The combination of a radio in a handheld smartphone form factor allows soldiers to share text messages, situation reports and other information in urban environments. Soldiers can display their position-location information among all other warfighters operating in the network.

"Traditionally, satcom has been the domain of the manpack. Now you really have that powerful capability in the handheld radio," says Hepker.

Marine Corps Technology

The Army isn’t the only service looking at smartphone technology. This past winter, the 24th Marine Expeditionary Unit based at Camp Lejeune, N.C., began testing handheld devices and new lightweight radios for uplink connectivity with Navy units off the Atlantic coast. The experiment will drive decisions on the form factor of future military smartphones, as well as guide how the Corps will integrate these devices with existing gear and networks. 

“When all is said and done, everybody is going to be connected,” predicted Maj. Nathan Cahoon, the C4 branch head at the Marine Corps Warfighting Lab (MCWL).

Cap. W.J. Matkins, C4 branch project officer, says the experiment, called Bold Alligator 2012, leverages two radios — a Distributed Tactical Communications System (DTCS) radio and a one-and-a-half pound Mobile Adhoc Networking (MANET) radio. The MANET radio is capable of simultaneous voice and data, multiple hops and passively relaying other radios’ traffic. The lab has installed the MANET radio on two ScanEagle Unmanned Aerial Vehicles, to extend the network and provide an ISR feed over the radio network for use by troops on the ground. 

Matkins explains that the smartphones are actually data devices tethered to the radios to allow dismounted forces to have capabilities like text, chat and obtaining a common tactical picture via position-location information.

“The radio is still the most critical factor — improving a radio’s data throughput is more important than the actual tethered data device,” says Matkins.

Even with the growing research and development interest in smartphone technology by military services, commercial industry officials differ on the degree to which smartphones will affect future systems. Most agree, however, that smartphones will drive the evolution of manpacks and handhelds, especially from a user-experience perspective.
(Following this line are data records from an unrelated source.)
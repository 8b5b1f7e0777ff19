//! Neutral response records and their translation to the wire.

use std::collections::HashMap;

use axum::body::Body;
use axum::http::{header, HeaderName, HeaderValue, StatusCode};
use axum::response::Response;

/// The response record a bundle handler returns.
#[derive(Debug, Clone, Default)]
pub struct NeutralResponse {
    /// HTTP status, 100..=599.
    pub status: u16,
    pub headers: HashMap<String, String>,
    pub body: Vec<u8>,
    pub content_type: Option<String>,
}

impl NeutralResponse {
    pub fn new(status: u16) -> Self {
        Self {
            status,
            ..Default::default()
        }
    }

    pub fn with_body(mut self, body: impl Into<Vec<u8>>, content_type: impl Into<String>) -> Self {
        self.body = body.into();
        self.content_type = Some(content_type.into());
        self
    }

    pub fn with_header(mut self, name: impl Into<String>, value: impl Into<String>) -> Self {
        self.headers.insert(name.into(), value.into());
        self
    }
}

/// Translate a bundle response to the wire. Headers are appended rather
/// than replaced. On HEAD the body is dropped and the content type
/// suppressed.
pub fn write_neutral_response(resp: NeutralResponse, is_head: bool) -> Response {
    let status =
        StatusCode::from_u16(resp.status).unwrap_or(StatusCode::INTERNAL_SERVER_ERROR);

    let body = if is_head {
        Body::empty()
    } else {
        Body::from(resp.body)
    };

    let mut response = Response::new(body);
    *response.status_mut() = status;

    for (name, value) in &resp.headers {
        if let (Ok(name), Ok(value)) = (
            name.parse::<HeaderName>(),
            value.parse::<HeaderValue>(),
        ) {
            response.headers_mut().append(name, value);
        } else {
            tracing::warn!(header = %name, "dropping malformed response header");
        }
    }

    if !is_head {
        if let Some(ct) = resp.content_type.as_deref() {
            if let Ok(value) = ct.parse::<HeaderValue>() {
                response.headers_mut().insert(header::CONTENT_TYPE, value);
            }
        }
    }

    response
}
//! Redirect rewriting.
//!
//! Rules fold over the canonical path left-to-right: each rule sees the
//! output of the one before it, so composable normalization rules (case
//! folding plus a directory rewrite, say) work without combined patterns.

use regex::Regex;

use crate::config::RedirectRule;

struct CompiledRule {
    pattern: Regex,
    template: String,
}

/// An ordered list of compiled regex -> template rewrites.
pub struct RedirectEngine {
    rules: Vec<CompiledRule>,
}

impl RedirectEngine {
    /// Compile the configured rules. Patterns are matched against the full
    /// path, anchored at both ends.
    pub fn compile(rules: &[RedirectRule]) -> Result<Self, regex::Error> {
        let rules = rules
            .iter()
            .map(|rule| {
                Ok(CompiledRule {
                    pattern: Regex::new(&format!("^(?:{})$", rule.from))?,
                    template: rule.to.clone(),
                })
            })
            .collect::<Result<Vec<_>, regex::Error>>()?;
        Ok(Self { rules })
    }

    /// Fold every rule over `path`. Returns the rewritten path, or `None`
    /// when the fold leaves the path unchanged and no redirect is due.
    pub fn apply(&self, path: &str) -> Option<String> {
        let mut current = path.to_string();
        for rule in &self.rules {
            current = rule
                .pattern
                .replace(&current, rule.template.as_str())
                .into_owned();
        }
        if current == path {
            None
        } else {
            Some(current)
        }
    }

    pub fn is_empty(&self) -> bool {
        self.rules.is_empty()
    }
}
Kevin Kane, division president for Australia-based Codan Radio Communications, is looking to add elements of smartphone usability — or how information is displayed to users — to current and future generations of his company’s manpack, the 2110 series.  Codan entered the manpack market five years ago, and today its high-frequency radio systems are broadly fielded by NGOs such as the United Nations and other government agencies that do humanitarian missions in emerging markets in Southeast Asia, Central Asia and Africa — regions that need easy-to-use systems that can operate in places without reliable communications infrastructure.
 

Smaller, More Versatile COTS

The military will certainly continue to focus on fielding systems quickly using COTS but ruggedized for military applications. According to Astrium, military customers like the U.K. Ministry of Defence are increasingly embracing COTS technology instead of military-only systems to drive more value.
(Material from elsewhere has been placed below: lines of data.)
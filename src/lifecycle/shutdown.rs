//! Shutdown coordination.

use std::sync::Mutex;

use tokio::sync::watch;
use tracing::{info, trace};

/// Coordinator for graceful shutdown.
///
/// Long-running subsystems register themselves by name and receive a
/// listener that resolves once the signal fires. Registration is recorded
/// so the trigger log names exactly what is being asked to wind down;
/// in-flight handlers observe the signal at their next suspension point.
pub struct Shutdown {
    tx: watch::Sender<bool>,
    subsystems: Mutex<Vec<String>>,
}

impl Shutdown {
    pub fn new() -> Self {
        let (tx, _) = watch::channel(false);
        Self {
            tx,
            subsystems: Mutex::new(Vec::new()),
        }
    }

    /// Register a named subsystem and hand it a listener for the signal.
    pub fn register(&self, subsystem: impl Into<String>) -> ShutdownListener {
        let subsystem = subsystem.into();
        self.subsystems
            .lock()
            .expect("shutdown registry mutex poisoned")
            .push(subsystem.clone());
        ShutdownListener {
            subsystem,
            rx: self.tx.subscribe(),
        }
    }

    /// Fire the signal. Every registered listener resolves.
    pub fn trigger(&self) {
        let subsystems = self
            .subsystems
            .lock()
            .expect("shutdown registry mutex poisoned")
            .clone();
        info!(subsystems = ?subsystems, "shutdown signal dispatched");
        let _ = self.tx.send(true);
    }

    /// Whether the signal has already fired.
    pub fn is_triggered(&self) -> bool {
        *self.tx.borrow()
    }

    /// Names of every subsystem that registered a listener.
    pub fn subsystems(&self) -> Vec<String> {
        self.subsystems
            .lock()
            .expect("shutdown registry mutex poisoned")
            .clone()
    }
}

impl Default for Shutdown {
    fn default() -> Self {
        Self::new()
    }
}

/// One subsystem's view of the shutdown signal.
pub struct ShutdownListener {
    subsystem: String,
    rx: watch::Receiver<bool>,
}

impl ShutdownListener {
    /// Resolve once the signal fires. A dropped coordinator counts as a
    /// shutdown, so orphaned subsystems still wind down.
    pub async fn triggered(mut self) {
        while !*self.rx.borrow_and_update() {
            if self.rx.changed().await.is_err() {
                break;
            }
        }
        trace!(subsystem = %self.subsystem, "shutdown observed");
    }

    pub fn subsystem(&self) -> &str {
        &self.subsystem
    }
}

#[cfg(test)]
mod tests {
    use super::*;

    #[tokio::test]
    async fn test_trigger_resolves_registered_listeners() {
        let shutdown = Shutdown::new();
        let first = shutdown.register("http-server");
        let second = shutdown.register("status-feed");
        assert_eq!(shutdown.subsystems(), vec!["http-server", "status-feed"]);
        assert!(!shutdown.is_triggered());

        shutdown.trigger();
        assert!(shutdown.is_triggered());
        first.triggered().await;
        second.triggered().await;
    }

    #[tokio::test]
    async fn test_listener_registered_after_trigger_resolves_immediately() {
        let shutdown = Shutdown::new();
        shutdown.trigger();
        shutdown.register("late").triggered().await;
    }

    #[tokio::test]
    async fn test_dropped_coordinator_counts_as_shutdown() {
        let shutdown = Shutdown::new();
        let listener = shutdown.register("orphan");
        drop(shutdown);
        listener.triggered().await;
    }
}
“Requirements for man-portables, manpacks and communications-on-the-move will continue post current operations (in Afghanistan),” predicts Tarby. He adds that budget reductions will emphasize the need for value, and may drive greater acceptance of COTS-based solutions with just enough military adaptation rather than full-milspec solutions.

Harris officials agree, noting that the Pentagon and international defense departments are focused on answering one question, “How can I get the smallest, lightest, most inexpensive platform I can to get the job done?”
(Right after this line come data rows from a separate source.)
//! Configuration schema definitions.
//!
//! This module defines the complete configuration structure for a served
//! site. All types derive Serde traits for deserialization from config files.

use serde::{Deserialize, Serialize};
use std::collections::HashMap;
use std::path::PathBuf;
use std::time::Duration;

/// Root configuration for a site, immutable after startup.
#[derive(Debug, Clone, Deserialize, Serialize, Default)]
#[serde(default)]
pub struct SiteConfig {
    /// Display name of the site.
    pub title: String,

    /// Canonical URL prefix under which the whole site is served.
    /// May be written with or without surrounding slashes; it is stored
    /// normalized and reattached with a leading slash at the wire boundary.
    pub base_path: String,

    /// Listening TCP port.
    pub port: u16,

    /// Ordered redirect rewrites, applied cumulatively in list order.
    pub redirects: Vec<RedirectRule>,

    /// Websocket keepalive settings.
    pub streaming: StreamingConfig,

    /// Logical library name -> filesystem path, consumed only by the API
    /// bundle at load time.
    pub native_library_mappings: HashMap<String, PathBuf>,

    /// Content roots for each server environment.
    pub paths: SitePathsByEnv,
}

impl SiteConfig {
    /// Paths for the given environment.
    pub fn paths_for(&self, env: ServerEnvironment) -> &SitePaths {
        match env {
            ServerEnvironment::Dev => &self.paths.dev,
            ServerEnvironment::Prod => &self.paths.prod,
        }
    }
}

/// A single redirect rewrite rule.
#[derive(Debug, Clone, Deserialize, Serialize)]
pub struct RedirectRule {
    /// Regex matched against the full canonical path, anchored at both ends.
    pub from: String,

    /// Replacement template; `$1`..`$9` reference capture groups.
    pub to: String,
}

/// Websocket keepalive configuration.
#[derive(Debug, Clone, Copy, Deserialize, Serialize, PartialEq, Eq)]
#[serde(default)]
pub struct StreamingConfig {
    /// Interval between server pings in milliseconds. `0` disables pings.
    pub ping_period_ms: u64,

    /// Maximum time a websocket write (including pings) may take before the
    /// session is closed, in milliseconds.
    pub timeout_ms: u64,
}

impl Default for StreamingConfig {
    fn default() -> Self {
        Self {
            ping_period_ms: 30_000,
            timeout_ms: 15_000,
        }
    }
}

impl StreamingConfig {
    pub fn ping_period(&self) -> Duration {
        Duration::from_millis(self.ping_period_ms)
    }

    pub fn timeout(&self) -> Duration {
        Duration::from_millis(self.timeout_ms)
    }

    pub fn pings_enabled(&self) -> bool {
        self.ping_period_ms > 0
    }
}

/// Content roots for the dev and prod environments.
#[derive(Debug, Clone, Deserialize, Serialize, Default)]
#[serde(default)]
pub struct SitePathsByEnv {
    pub dev: SitePaths,
    pub prod: SitePaths,
}

/// Filesystem layout consumed at runtime.
#[derive(Debug, Clone, Deserialize, Serialize)]
#[serde(default)]
pub struct SitePaths {
    /// Root directory holding built page content; served by the dev extra
    /// handler and as the home of the index fallback file.
    pub content_root: PathBuf,

    /// Compiled client-side script bundle.
    pub script: PathBuf,

    /// Optional server-side API bundle.
    pub api_bundle: Option<PathBuf>,

    /// Exported site root (prod layouts).
    pub site_root: PathBuf,
}

impl Default for SitePaths {
    fn default() -> Self {
        Self {
            content_root: PathBuf::from("build"),
            script: PathBuf::from("build/site.js"),
            api_bundle: None,
            site_root: PathBuf::from("site"),
        }
    }
}

/// Which mode the server runs in. Selected at startup, never changes.
#[derive(Debug, Clone, Copy, PartialEq, Eq, Deserialize, Serialize)]
#[serde(rename_all = "lowercase")]
pub enum ServerEnvironment {
    Dev,
    Prod,
}

/// Whether the site carries server-side dynamic code.
#[derive(Debug, Clone, Copy, PartialEq, Eq, Deserialize, Serialize)]
#[serde(rename_all = "lowercase")]
pub enum SiteLayout {
    Fullstack,
    Static,
}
Dion says that her Special Forces customers are seeking lighter, lower profile stealth devices. She asserts that even as the number of deployed forces decreases in the next five years, the United States will continue to rely on manpacks to support Special Forces missions worldwide.

However, tactical radio capabilities now available to Special Forces soldiers will become more commonplace for every soldier in the future. With the convergence of radios and data devices with wideband networking, the sky is the limit for how connected and battlefield-ready future mobile fighting forces will be.